Figure 14 The ‘Analysis summary’ tab is organised in 2 sections: ‘Functional analysis for the project’ and ‘Taxonomic analysis for the project’ (the former is not available in the case of amplicon runs).

Data discovery on MGnify portal

MGnify is the largest metagenomic resource of public datasets. In order to help users access the data present in the portal, MGnify offers a powerful search tool and a range of browsing options.

Text search

The Search tool is underpinned by EBI search and accessible via any MGnify page (Figure 11 below).

_images/search.png

Figure 15 The ‘Text search’ can be accessed using the button located on the MGnify banner. The search space can be restricted by free-text using the ‘Search’ field below the header of this page.

The search page contains 3 tabs allowing users to navigate between studies, samples and analysis search levels. In each tab, the left hand side panel provides a number of facets that can be used to restrict the search space.

  • at the study level, the search can be restricted by ‘biome’ and ‘centre name’. Selection of any of the facets will also impact the search at sample and analysis level. Search results can be downloaded as a tab-separated file.

  • at the sample level, in addition to ‘biome’, the choice of facets includes ‘temperature’, ‘depth’, ‘experiment type’, ‘sequencing method’, ‘location name’, ‘disease status’ and ‘phenotype’, when provided. Note that these metadata are provided by the data submitter and are not curated.

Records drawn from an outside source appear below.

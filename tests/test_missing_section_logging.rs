mod common;

use common::*;
use log::{Level, Log, Metadata, Record};
use std::sync::Mutex;
use thermal_sab::{parse_thermal_scattering, TemperatureSettings};

struct Recorder {
    records: Mutex<Vec<(Level, String)>>,
}

impl Log for Recorder {
    fn enabled(&self, _metadata: &Metadata) -> bool {
        true
    }

    fn log(&self, record: &Record) {
        let mut records = self.records.lock().unwrap_or_else(|p| p.into_inner());
        records.push((record.level(), record.args().to_string()));
    }

    fn flush(&self) {}
}

static RECORDER: Recorder = Recorder {
    records: Mutex::new(Vec::new()),
};

fn records_for(table: &str) -> Vec<(Level, String)> {
    RECORDER
        .records
        .lock()
        .unwrap()
        .iter()
        .filter(|(_, msg)| msg.starts_with(table))
        .cloned()
        .collect()
}

#[test]
fn test_missing_sections_are_warnings() {
    log::set_logger(&RECORDER).unwrap();
    log::set_max_level(log::LevelFilter::Trace);

    let store = table_store("c_Be", "equal", &[296.0], |_| {
        group(vec![("inelastic".to_string(), fixed_inelastic(2, 2, 2))])
    });
    let table =
        parse_thermal_scattering(&store.root(), "c_Be", &[296.0], &TemperatureSettings::default())
            .unwrap();
    assert!(table.data[0].elastic.is_none());

    let store = table_store("c_Graphite", "equal", &[296.0], |_| {
        group(vec![("elastic".to_string(), elastic("bragg", 2, 0))])
    });
    let table = parse_thermal_scattering(
        &store.root(),
        "c_Graphite",
        &[296.0],
        &TemperatureSettings::default(),
    )
    .unwrap();
    assert!(table.data[0].inelastic.is_none());

    let be = records_for("c_Be: no elastic data");
    assert_eq!(be.len(), 1);
    assert_eq!(be[0].0, Level::Warn);
    assert!(be[0].1.contains("296K"));

    let graphite = records_for("c_Graphite: no inelastic data");
    assert_eq!(graphite.len(), 1);
    assert_eq!(graphite[0].0, Level::Warn);
}
mod config;
pub mod constants;
pub mod error;
pub mod secondary_correlated;
pub mod store;
#[cfg(feature = "hdf5")]
mod store_hdf5;
pub mod store_memory;
pub mod temperature;
pub mod thermal;
pub mod thermal_correlated;
pub mod thermal_hdf5;

pub use config::{Config, IntoThermalScatteringInput};
pub use error::{Result, SabError};
pub use store::{AttrValue, Dataset, Group};
pub use store_memory::MemoryStore;
pub use temperature::{resolve_temperatures, TemperatureSettings};
pub use thermal::{
    clear_thermal_cache, load_thermal_scattering_cached, ContinuousEnergyPoint, ElasticData,
    ElasticMode, InelasticData, InelasticDistribution, SecondaryMode, ThermalData,
    ThermalScattering,
};
#[cfg(feature = "hdf5")]
pub use thermal::read_thermal_scattering;
pub use thermal_correlated::convert_correlated;
#[cfg(feature = "hdf5")]
pub use thermal_hdf5::read_thermal_scattering_from_hdf5;
pub use thermal_hdf5::{parse_thermal_scattering, parse_thermal_scattering_group};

  • at the analysis level, users can restrict their searches according to ‘biome’, ‘temperature’, ‘depth’, ‘pipeline version’, ‘organism’, ‘experiment type’ as well as GO and InterPro terms.

Browsing options

The MGnify homepage ‘Search by’ and ‘Latest studies’ sections have several browsing options to easily navigate publicly available annotated data: - Links to all studies, samples, analyses or experiment types will redirect users to the search page, where more filtering criteria is available. - There is also an option to browse by selected biomes. A subset of biome images with public samples are shown on the homepage. The ‘Browse all biomes’ link will open an expanded list. Upon selection, a table giving the hierarchical lineage according to GOLD database classification is provided, with the number of projects associated with each lineage. - Any links in the latest studies section will redirect the user to the selected public project and all it’s available samples, runs and analysis.

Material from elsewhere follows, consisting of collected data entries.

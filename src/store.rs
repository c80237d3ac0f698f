// Access to the hierarchical nuclear-data store.
//
// The loader only ever talks to a store through the [`Group`] and [`Dataset`]
// traits. A handle is an owned value: opening a group or dataset acquires it
// and dropping the value releases it, so every handle opened inside a scope is
// released when that scope ends, whether it ends normally or through `?`.
//
// Two implementations ship with the crate: the in-memory store in
// [`crate::store_memory`] and, behind the `hdf5` feature, the HDF5 one.

use ndarray::{Array1, Array2, Array3};
use serde::{Deserialize, Serialize};

use crate::error::{Result, SabError};

/// Value of an attribute attached to a group or dataset.
///
/// Integer attributes are widened to `f64`; readers that need integers
/// (offsets, interpolation codes) convert back with [`AttrValue::to_usize_vec`]
/// or [`AttrValue::to_i32_vec`].
#[derive(Debug, Clone, PartialEq, Serialize, Deserialize)]
#[serde(untagged)]
pub enum AttrValue {
    Float(f64),
    Str(String),
    Floats(Vec<f64>),
    Strings(Vec<String>),
}

impl AttrValue {
    pub fn as_f64(&self) -> Option<f64> {
        match self {
            AttrValue::Float(v) => Some(*v),
            AttrValue::Floats(v) if v.len() == 1 => Some(v[0]),
            _ => None,
        }
    }

    pub fn as_str(&self) -> Option<&str> {
        match self {
            AttrValue::Str(s) => Some(s.as_str()),
            AttrValue::Strings(v) if v.len() == 1 => Some(v[0].as_str()),
            _ => None,
        }
    }

    pub fn to_f64_vec(&self) -> Option<Vec<f64>> {
        match self {
            AttrValue::Float(v) => Some(vec![*v]),
            AttrValue::Floats(v) => Some(v.clone()),
            _ => None,
        }
    }

    pub fn to_strings(&self) -> Option<Vec<String>> {
        match self {
            AttrValue::Str(s) => Some(vec![s.clone()]),
            AttrValue::Strings(v) => Some(v.clone()),
            // An empty array carries no type information
            AttrValue::Floats(v) if v.is_empty() => Some(Vec::new()),
            _ => None,
        }
    }

    /// Integer view of a numeric attribute; fails on negative or fractional values.
    pub fn to_usize_vec(&self) -> Option<Vec<usize>> {
        self.to_f64_vec()?
            .into_iter()
            .map(|v| {
                if v >= 0.0 && v.fract() == 0.0 {
                    Some(v as usize)
                } else {
                    None
                }
            })
            .collect()
    }

    pub fn to_i32_vec(&self) -> Option<Vec<i32>> {
        self.to_f64_vec()?
            .into_iter()
            .map(|v| if v.fract() == 0.0 { Some(v as i32) } else { None })
            .collect()
    }
}

fn attr_type_error(owner: &str, name: &str, expected: &str) -> SabError {
    SabError::MissingData(format!(
        "attribute '{}' on '{}' is not {}",
        name, owner, expected
    ))
}

/// A group in the store: a named container of groups, datasets and attributes.
pub trait Group: Sized {
    type Dataset: Dataset;

    /// Full path of the group, e.g. `/c_Graphite`.
    fn name(&self) -> String;

    fn open_group(&self, name: &str) -> Result<Self>;

    fn open_dataset(&self, name: &str) -> Result<Self::Dataset>;

    /// Names of all direct members (groups and datasets).
    fn member_names(&self) -> Result<Vec<String>>;

    /// Names of the datasets directly under this group.
    fn dataset_names(&self) -> Result<Vec<String>>;

    /// Whether `path` (relative, `/`-separated) names an existing member.
    fn exists(&self, path: &str) -> bool;

    fn attr(&self, name: &str) -> Result<AttrValue>;

    fn attr_f64(&self, name: &str) -> Result<f64> {
        self.attr(name)?
            .as_f64()
            .ok_or_else(|| attr_type_error(&self.name(), name, "a scalar number"))
    }

    fn attr_string(&self, name: &str) -> Result<String> {
        self.attr(name)?
            .as_str()
            .map(str::to_string)
            .ok_or_else(|| attr_type_error(&self.name(), name, "a string"))
    }

    fn attr_strings(&self, name: &str) -> Result<Vec<String>> {
        self.attr(name)?
            .to_strings()
            .ok_or_else(|| attr_type_error(&self.name(), name, "a string array"))
    }
}

/// A multi-dimensional `f64` dataset, stored row-major.
pub trait Dataset: Sized {
    fn name(&self) -> String;

    /// Dimensions as reported by the store; empty for a scalar.
    fn shape(&self) -> Vec<usize>;

    /// All values in row-major order.
    fn read_raw(&self) -> Result<Vec<f64>>;

    fn attr(&self, name: &str) -> Result<AttrValue>;

    fn has_attr(&self, name: &str) -> bool;

    fn attr_string(&self, name: &str) -> Result<String> {
        self.attr(name)?
            .as_str()
            .map(str::to_string)
            .ok_or_else(|| attr_type_error(&self.name(), name, "a string"))
    }

    fn attr_usize_vec(&self, name: &str) -> Result<Vec<usize>> {
        self.attr(name)?
            .to_usize_vec()
            .ok_or_else(|| attr_type_error(&self.name(), name, "a non-negative integer array"))
    }

    fn attr_i32_vec(&self, name: &str) -> Result<Vec<i32>> {
        self.attr(name)?
            .to_i32_vec()
            .ok_or_else(|| attr_type_error(&self.name(), name, "an integer array"))
    }

    fn read_scalar(&self) -> Result<f64> {
        let data = self.read_raw()?;
        if data.len() != 1 {
            return Err(SabError::ShapeMismatch(format!(
                "dataset '{}' holds {} values, expected a scalar",
                self.name(),
                data.len()
            )));
        }
        Ok(data[0])
    }

    fn read_1d(&self) -> Result<Array1<f64>> {
        let shape = self.checked_shape(1)?;
        let data = self.read_raw()?;
        Array1::from_shape_vec(shape[0], data).map_err(|e| self.shape_error(e))
    }

    fn read_2d(&self) -> Result<Array2<f64>> {
        let shape = self.checked_shape(2)?;
        let data = self.read_raw()?;
        Array2::from_shape_vec((shape[0], shape[1]), data).map_err(|e| self.shape_error(e))
    }

    fn read_3d(&self) -> Result<Array3<f64>> {
        let shape = self.checked_shape(3)?;
        let data = self.read_raw()?;
        Array3::from_shape_vec((shape[0], shape[1], shape[2]), data)
            .map_err(|e| self.shape_error(e))
    }

    #[doc(hidden)]
    fn checked_shape(&self, ndim: usize) -> Result<Vec<usize>> {
        let shape = self.shape();
        if shape.len() != ndim {
            return Err(SabError::ShapeMismatch(format!(
                "dataset '{}' has shape {:?}, expected {} dimensions",
                self.name(),
                shape,
                ndim
            )));
        }
        Ok(shape)
    }

    #[doc(hidden)]
    fn shape_error(&self, e: ndarray::ShapeError) -> SabError {
        SabError::ShapeMismatch(format!("dataset '{}': {}", self.name(), e))
    }
}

The ‘Browse data’ tab allows users to search by super-studies, studies, samples or publications. Each search option has a text-based or biome filter. ‘Download results’ will return a csv of the search summary.

Private area

If you have given consent to the MGnify team to analyse your data for which you have requested a pre-publication confidential hold, you can access the analysis results of those pre-published data sets using your private login area. You can access this area by clicking on the ‘Login’ button, which you will find on the top right hand side of any page (see Figure 12 below).

_images/how_to_login.png

Figure 16 A login dialog will open once you have clicked on the ‘Login’ button, which can be found on the right top corner of each page.

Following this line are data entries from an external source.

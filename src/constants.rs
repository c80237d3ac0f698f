// Physical constants and tag strings of the thermal scattering HDF5 layout

/// Boltzmann constant in eV/K (CODATA 2018)
pub const K_BOLTZMANN: f64 = 8.617333262e-5;

/// Default tolerance (K) when matching requested against available temperatures
pub const DEFAULT_TEMPERATURE_TOLERANCE: f64 = 10.0;

/// Temperature (K) loaded when the caller asks for none
pub const DEFAULT_TEMPERATURE: f64 = 293.6;

// Group and dataset names
pub const KTS_GROUP: &str = "kTs";
pub const ELASTIC_GROUP: &str = "elastic";
pub const INELASTIC_GROUP: &str = "inelastic";
pub const XS_DATASET: &str = "xs";
pub const MU_OUT_DATASET: &str = "mu_out";
pub const ENERGY_OUT_DATASET: &str = "energy_out";

// Attribute names
pub const ATTR_AWR: &str = "atomic_weight_ratio";
pub const ATTR_NUCLIDES: &str = "nuclides";
pub const ATTR_SECONDARY_MODE: &str = "secondary_mode";
pub const ATTR_TYPE: &str = "type";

After you have successfully logged into our system, you will have direct access to all your privately (and publicly) submitted projects and samples. You will find a list of your latest submissions (projects and samples) on the home page, but you have also access to all your submitted projects so far on the projects list view (Figure 13 below). On that page you will find a drop down filter item ‘My projects’, which allows you to list all your projects.

_images/my_projects_cu.png

Figure 17 Filter options on the projects list view.